__WHAT THIS TASK INVOLVES__
If a line of the material contains "slots", copy it.

======== EXTRACTED INFORMATION ========

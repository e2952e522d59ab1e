use pyo3::exceptions::PyIndexError;
use pyo3::prelude::*;
use std::collections::TryReserveError;

use super::{IndexList, first_pos, last_pos};
use crate::config::{Config, GrowthStrategy};
use crate::error::IndexBufError;

/// A growable buffer of indices which supports list-like use (ordered, duplicates allowed),
/// set-like use (see [`IndexBuf::set_insert()`]) and moving elements to either end.
///
/// The buffer tracks its logical length separately from its allocated capacity. Capacity only
/// grows, by doubling or to exactly the requested size if that's larger, and every slot added by
/// growing is zeroed. No memory is allocated until the first non-empty reservation.
#[pyclass]
#[derive(Clone, Default)]
pub struct IndexBuf {
    /// Allocated slots. `storage.len()` is the buffer's capacity, elements at `len..` aren't part
    /// of the buffer's contents.
    storage: Vec<usize>,
    /// Number of valid elements at the start of `storage`.
    len: usize,
    config: Config,
}

impl IndexBuf {
    /// Creates a new empty buffer. Doesn't allocate.
    #[must_use]
    pub fn new() -> Self {
        Self::default()
    }

    /// Creates a new empty buffer which grows according to `config`. Doesn't allocate.
    #[must_use]
    pub fn with_config(config: Config) -> Self {
        Self {
            storage: vec![],
            len: 0,
            config,
        }
    }

    #[inline]
    #[must_use]
    pub fn config(&self) -> &Config {
        &self.config
    }

    #[inline]
    #[must_use]
    pub fn len(&self) -> usize {
        self.len
    }

    #[inline]
    #[must_use]
    pub fn is_empty(&self) -> bool {
        self.len == 0
    }

    /// Number of allocated slots
    #[inline]
    #[must_use]
    pub fn capacity(&self) -> usize {
        self.storage.len()
    }

    #[inline]
    #[must_use]
    pub fn as_slice(&self) -> &[usize] {
        &self.storage[..self.len]
    }

    #[inline]
    #[must_use]
    pub fn get(&self, index: usize) -> Option<usize> {
        self.as_slice().get(index).copied()
    }

    pub fn iter(&self) -> impl Iterator<Item = &usize> {
        self.as_slice().iter()
    }

    #[inline]
    #[must_use]
    pub fn contains(&self, value: usize) -> bool {
        self.find(value).is_some()
    }

    /// Releases the buffer's storage and resets it to the state of a freshly created buffer.
    /// Destroying an empty or already destroyed buffer does nothing.
    pub fn destroy(&mut self) {
        self.storage = vec![];
        self.len = 0;
    }

    /// Drops all elements but keeps the allocated capacity.
    pub fn clear(&mut self) {
        self.len = 0;
    }

    /// Ensures that at least `additional` slots are free after the buffer's current elements
    /// and returns those slots.
    ///
    /// The returned window doesn't change the buffer's length. Use [`IndexBuf::commit()`] to
    /// make values written into the window part of the buffer.
    ///
    /// Fails without modifying the buffer when `len() + additional` overflows, when growing
    /// would exceed the configured `max_capacity`, or when the allocation fails. Reserving 0
    /// slots always succeeds.
    pub fn reserve(&mut self, additional: usize) -> Result<&mut [usize], IndexBufError> {
        let target = self
            .len
            .checked_add(additional)
            .ok_or(IndexBufError::Overflow {
                len: self.len,
                additional,
            })?;
        if target > self.capacity() {
            self.grow(target)?;
        }
        Ok(&mut self.storage[self.len..target])
    }

    /// Grows the storage to hold at least `target` slots.
    fn grow(&mut self, target: usize) -> Result<(), IndexBufError> {
        let old_capacity = self.capacity();
        let mut new_capacity = target.max(old_capacity.saturating_mul(2));
        if let Some(limit) = self.config.max_capacity {
            if target > limit {
                tracing::debug!(target, limit, "index buffer growth exceeds capacity limit");
                return Err(IndexBufError::CapacityLimit {
                    requested: target,
                    limit,
                });
            }
            new_capacity = new_capacity.min(limit);
        }

        match self.config.strategy {
            GrowthStrategy::Realloc => {
                self.storage
                    .try_reserve_exact(new_capacity - old_capacity)
                    .inspect_err(|e| log_alloc_failure(new_capacity, e))?;
                // Doesn't reallocate, the capacity was reserved above
                self.storage.resize(new_capacity, 0);
            }
            GrowthStrategy::CopyOnGrow => {
                let mut fresh: Vec<usize> = vec![];
                fresh
                    .try_reserve_exact(new_capacity)
                    .inspect_err(|e| log_alloc_failure(new_capacity, e))?;
                fresh.extend_from_slice(&self.storage);
                fresh.resize(new_capacity, 0);
                self.storage = fresh;
            }
        }
        tracing::trace!(
            old_capacity,
            new_capacity,
            strategy = %self.config.strategy,
            "grew index buffer"
        );
        Ok(())
    }

    /// Makes the first `count` slots of the window returned by the last [`IndexBuf::reserve()`]
    /// part of the buffer.
    pub fn commit(&mut self, count: usize) -> Result<(), IndexBufError> {
        match self.len.checked_add(count) {
            Some(newlen) if newlen <= self.capacity() => {
                self.len = newlen;
                Ok(())
            }
            _ => Err(IndexBufError::Overcommit {
                len: self.len,
                count,
                capacity: self.capacity(),
            }),
        }
    }

    /// Appends all of `values` in order. Appending an empty slice always succeeds.
    pub fn append_many(&mut self, values: &[usize]) -> Result<(), IndexBufError> {
        if values.is_empty() {
            return Ok(());
        }
        let window = self.reserve(values.len())?;
        window.copy_from_slice(values);
        self.len += values.len();
        Ok(())
    }

    pub fn append_one(&mut self, value: usize) -> Result<(), IndexBufError> {
        self.append_many(std::slice::from_ref(&value))
    }

    /// Returns the index of the last occurrence of `value`.
    #[must_use]
    pub fn find(&self, value: usize) -> Option<usize> {
        last_pos(self.as_slice(), value)
    }

    /// Removes the last occurrence of `value` by moving the buffer's last element into its slot.
    ///
    /// Doesn't preserve the order of the remaining elements.
    pub fn remove_unordered(&mut self, value: usize) {
        if let Some(pos) = last_pos(self.as_slice(), value) {
            self.len -= 1;
            self.storage[pos] = self.storage[self.len];
        }
    }

    /// Appends `value` if it's not present yet.
    ///
    /// Returns the index of the existing first occurrence of `value` or the index at which it
    /// was appended.
    pub fn set_insert(&mut self, value: usize) -> Result<usize, IndexBufError> {
        if let Some(pos) = first_pos(self.as_slice(), value) {
            return Ok(pos);
        }
        self.append_one(value)?;
        Ok(self.len - 1)
    }

    /// Removes the first occurrence of `value`, preserving the order of the remaining elements.
    ///
    /// Returns the index at which `value` was found.
    pub fn remove_first_match(&mut self, value: usize) -> Option<usize> {
        let pos = first_pos(self.as_slice(), value)?;
        self.storage.copy_within(pos + 1..self.len, pos);
        self.len -= 1;
        Some(pos)
    }

    /// Moves the first occurrence of `value` to the end of the buffer.
    ///
    /// The last element isn't considered when looking for `value`, so an element which is
    /// already last stays where it is.
    pub fn move_to_end(&mut self, value: usize) {
        let Some(last) = self.len.checked_sub(1) else {
            return;
        };
        if let Some(pos) = first_pos(&self.storage[..last], value) {
            self.storage.copy_within(pos + 1..self.len, pos);
            self.storage[last] = value;
        }
    }

    /// Moves the first occurrence of `value` to the start of the buffer.
    pub fn move_to_front(&mut self, value: usize) {
        if let Some(pos) = first_pos(self.as_slice(), value) {
            self.storage.copy_within(..pos, 1);
            self.storage[0] = value;
        }
    }
}

fn log_alloc_failure(new_capacity: usize, e: &TryReserveError) {
    tracing::debug!(new_capacity, "index buffer growth failed: {e}");
}

impl IndexList for IndexBuf {
    #[inline]
    fn create() -> Self {
        Self::new()
    }

    #[inline]
    fn len(&self) -> usize {
        self.len
    }

    #[inline]
    fn capacity(&self) -> usize {
        IndexBuf::capacity(self)
    }

    fn destroy(&mut self) {
        IndexBuf::destroy(self);
    }

    fn reserve(&mut self, additional: usize) -> Result<&mut [usize], IndexBufError> {
        IndexBuf::reserve(self, additional)
    }

    fn append_many(&mut self, values: &[usize]) -> Result<(), IndexBufError> {
        IndexBuf::append_many(self, values)
    }

    fn find(&self, value: usize) -> Option<usize> {
        IndexBuf::find(self, value)
    }

    fn remove_unordered(&mut self, value: usize) {
        IndexBuf::remove_unordered(self, value);
    }

    fn set_insert(&mut self, value: usize) -> Result<usize, IndexBufError> {
        IndexBuf::set_insert(self, value)
    }

    fn remove_first_match(&mut self, value: usize) -> Option<usize> {
        IndexBuf::remove_first_match(self, value)
    }

    fn move_to_end(&mut self, value: usize) {
        IndexBuf::move_to_end(self, value);
    }

    fn move_to_front(&mut self, value: usize) {
        IndexBuf::move_to_front(self, value);
    }
}

impl From<Vec<usize>> for IndexBuf {
    #[inline]
    fn from(items: Vec<usize>) -> Self {
        Self {
            len: items.len(),
            storage: items,
            config: Config::default(),
        }
    }
}

impl From<IndexBuf> for Vec<usize> {
    #[inline]
    fn from(b: IndexBuf) -> Self {
        let mut items = b.storage;
        items.truncate(b.len);
        items
    }
}

impl PartialEq for IndexBuf {
    fn eq(&self, other: &Self) -> bool {
        self.as_slice() == other.as_slice()
    }
}

impl Eq for IndexBuf {}

impl std::fmt::Debug for IndexBuf {
    fn fmt(&self, f: &mut std::fmt::Formatter<'_>) -> std::fmt::Result {
        f.debug_struct("IndexBuf")
            .field("items", &self.as_slice())
            .field("capacity", &self.capacity())
            .field("config", &self.config)
            .finish()
    }
}

impl std::fmt::Display for IndexBuf {
    fn fmt(&self, f: &mut std::fmt::Formatter<'_>) -> std::fmt::Result {
        write!(f, "[")?;
        for (i, v) in self.iter().enumerate() {
            if i > 0 {
                write!(f, ", ")?;
            }
            write!(f, "{v}")?;
        }
        write!(f, "]")
    }
}

#[pymethods]
impl IndexBuf {
    #[new]
    #[pyo3(signature = (values=None, config=None))]
    fn new_py(values: Option<Vec<usize>>, config: Option<Config>) -> PyResult<Self> {
        let mut b = Self::with_config(config.unwrap_or_default());
        if let Some(values) = values {
            b.append_many(&values)?;
        }
        Ok(b)
    }

    fn __repr__(&self) -> String {
        format!("IndexBuf({self})")
    }

    fn __len__(&self) -> usize {
        self.len
    }

    fn __contains__(&self, value: usize) -> bool {
        self.contains(value)
    }

    /// Returns the element at `index`. Negative indices count from the end of the buffer.
    fn __getitem__(&self, index: isize) -> PyResult<usize> {
        let pos = if index < 0 {
            self.len.checked_sub(index.unsigned_abs())
        } else {
            Some(index.unsigned_abs())
        };
        pos.and_then(|pos| self.get(pos))
            .ok_or_else(|| PyIndexError::new_err(format!("IndexBuf index {index} out of range")))
    }

    #[getter(capacity)]
    fn py_capacity(&self) -> usize {
        self.capacity()
    }

    /// Ensures that at least `additional` slots are free. Raises `OverflowError` or
    /// `MemoryError` if the buffer can't grow.
    #[pyo3(name = "reserve")]
    fn py_reserve(&mut self, additional: usize) -> PyResult<()> {
        self.reserve(additional)?;
        Ok(())
    }

    #[pyo3(name = "append")]
    fn py_append(&mut self, value: usize) -> PyResult<()> {
        Ok(self.append_one(value)?)
    }

    #[pyo3(name = "extend")]
    fn py_extend(&mut self, values: Vec<usize>) -> PyResult<()> {
        Ok(self.append_many(&values)?)
    }

    /// Returns the index of the last occurrence of `value` or `None`.
    #[pyo3(name = "find")]
    fn py_find(&self, value: usize) -> Option<usize> {
        self.find(value)
    }

    #[pyo3(name = "remove_unordered")]
    fn py_remove_unordered(&mut self, value: usize) {
        self.remove_unordered(value);
    }

    #[pyo3(name = "set_insert")]
    fn py_set_insert(&mut self, value: usize) -> PyResult<usize> {
        Ok(self.set_insert(value)?)
    }

    #[pyo3(name = "remove_first_match")]
    fn py_remove_first_match(&mut self, value: usize) -> Option<usize> {
        self.remove_first_match(value)
    }

    #[pyo3(name = "move_to_end")]
    fn py_move_to_end(&mut self, value: usize) {
        self.move_to_end(value);
    }

    #[pyo3(name = "move_to_front")]
    fn py_move_to_front(&mut self, value: usize) {
        self.move_to_front(value);
    }

    #[pyo3(name = "destroy")]
    fn py_destroy(&mut self) {
        self.destroy();
    }

    #[pyo3(name = "clear")]
    fn py_clear(&mut self) {
        self.clear();
    }

    /// Returns a copy of the buffer's elements as a list
    fn to_list(&self) -> Vec<usize> {
        self.as_slice().to_vec()
    }
}
use pyo3::PyErr;
use pyo3::exceptions::{PyMemoryError, PyOverflowError, PyValueError};
use std::collections::TryReserveError;
use thiserror::Error;

/// Failures reported by the growing and inserting operations of an `IndexBuf`.
///
/// Every operation which returns one of these errors leaves the buffer exactly as it was before
/// the call.
#[derive(Clone, Debug, Error, Eq, PartialEq)]
pub enum IndexBufError {
    /// `len + additional` isn't representable as `usize`
    #[error("Can't reserve {additional} slots on top of {len} elements: length would overflow")]
    Overflow { len: usize, additional: usize },
    /// The allocator couldn't satisfy the growth request
    #[error("Failed to grow index buffer: {0}")]
    Alloc(#[from] TryReserveError),
    /// Growing would exceed the configured `max_capacity`
    #[error("Requested capacity {requested} exceeds the configured limit of {limit}")]
    CapacityLimit { requested: usize, limit: usize },
    /// `commit()` was called for more slots than were reserved
    #[error("Can't commit {count} slots on top of {len} elements with capacity {capacity}")]
    Overcommit {
        len: usize,
        count: usize,
        capacity: usize,
    },
    /// Insertion into a handle which doesn't hold a buffer
    #[error("Index buffer handle is absent")]
    Absent,
}

impl From<IndexBufError> for PyErr {
    fn from(e: IndexBufError) -> Self {
        match e {
            IndexBufError::Overflow { .. } => PyOverflowError::new_err(format!("{e}")),
            IndexBufError::Alloc(_) | IndexBufError::CapacityLimit { .. } => {
                PyMemoryError::new_err(format!("{e}"))
            }
            IndexBufError::Overcommit { .. } | IndexBufError::Absent => {
                PyValueError::new_err(format!("{e}"))
            }
        }
    }
}

#[cfg(test)]
mod tests {
    use super::*;

    #[test]
    fn test_overflow_message() {
        let e = IndexBufError::Overflow {
            len: 3,
            additional: usize::MAX,
        };
        assert_eq!(
            format!("{e}"),
            format!(
                "Can't reserve {} slots on top of 3 elements: length would overflow",
                usize::MAX
            )
        );
    }

    #[test]
    fn test_capacity_limit_message() {
        let e = IndexBufError::CapacityLimit {
            requested: 9,
            limit: 8,
        };
        assert_eq!(
            format!("{e}"),
            "Requested capacity 9 exceeds the configured limit of 8"
        );
    }

    #[test]
    fn test_alloc_from_try_reserve_error() {
        let mut v: Vec<usize> = vec![];
        let err = v.try_reserve_exact(usize::MAX).unwrap_err();
        let e: IndexBufError = err.into();
        assert!(matches!(e, IndexBufError::Alloc(_)));
        assert!(format!("{e}").starts_with("Failed to grow index buffer: "));
    }
}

========

__SOLUTION__
    /// Allocated slots. `storage.len()` is the buffer's capacity, elements at `len..` aren't part
    /// Number of allocated slots
    /// Ensures that at least `additional` slots are free after the buffer's current elements
    /// and returns those slots.
    /// slots always succeeds.
    /// Grows the storage to hold at least `target` slots.
    /// Makes the first `count` slots of the window returned by the last [`IndexBuf::reserve()`]
    /// Ensures that at least `additional` slots are free. Raises `OverflowError` or
    #[error("Can't reserve {additional} slots on top of {len} elements: length would overflow")]
    /// `commit()` was called for more slots than were reserved
    #[error("Can't commit {count} slots on top of {len} elements with capacity {capacity}")]
                "Can't reserve {} slots on top of 3 elements: length would overflow",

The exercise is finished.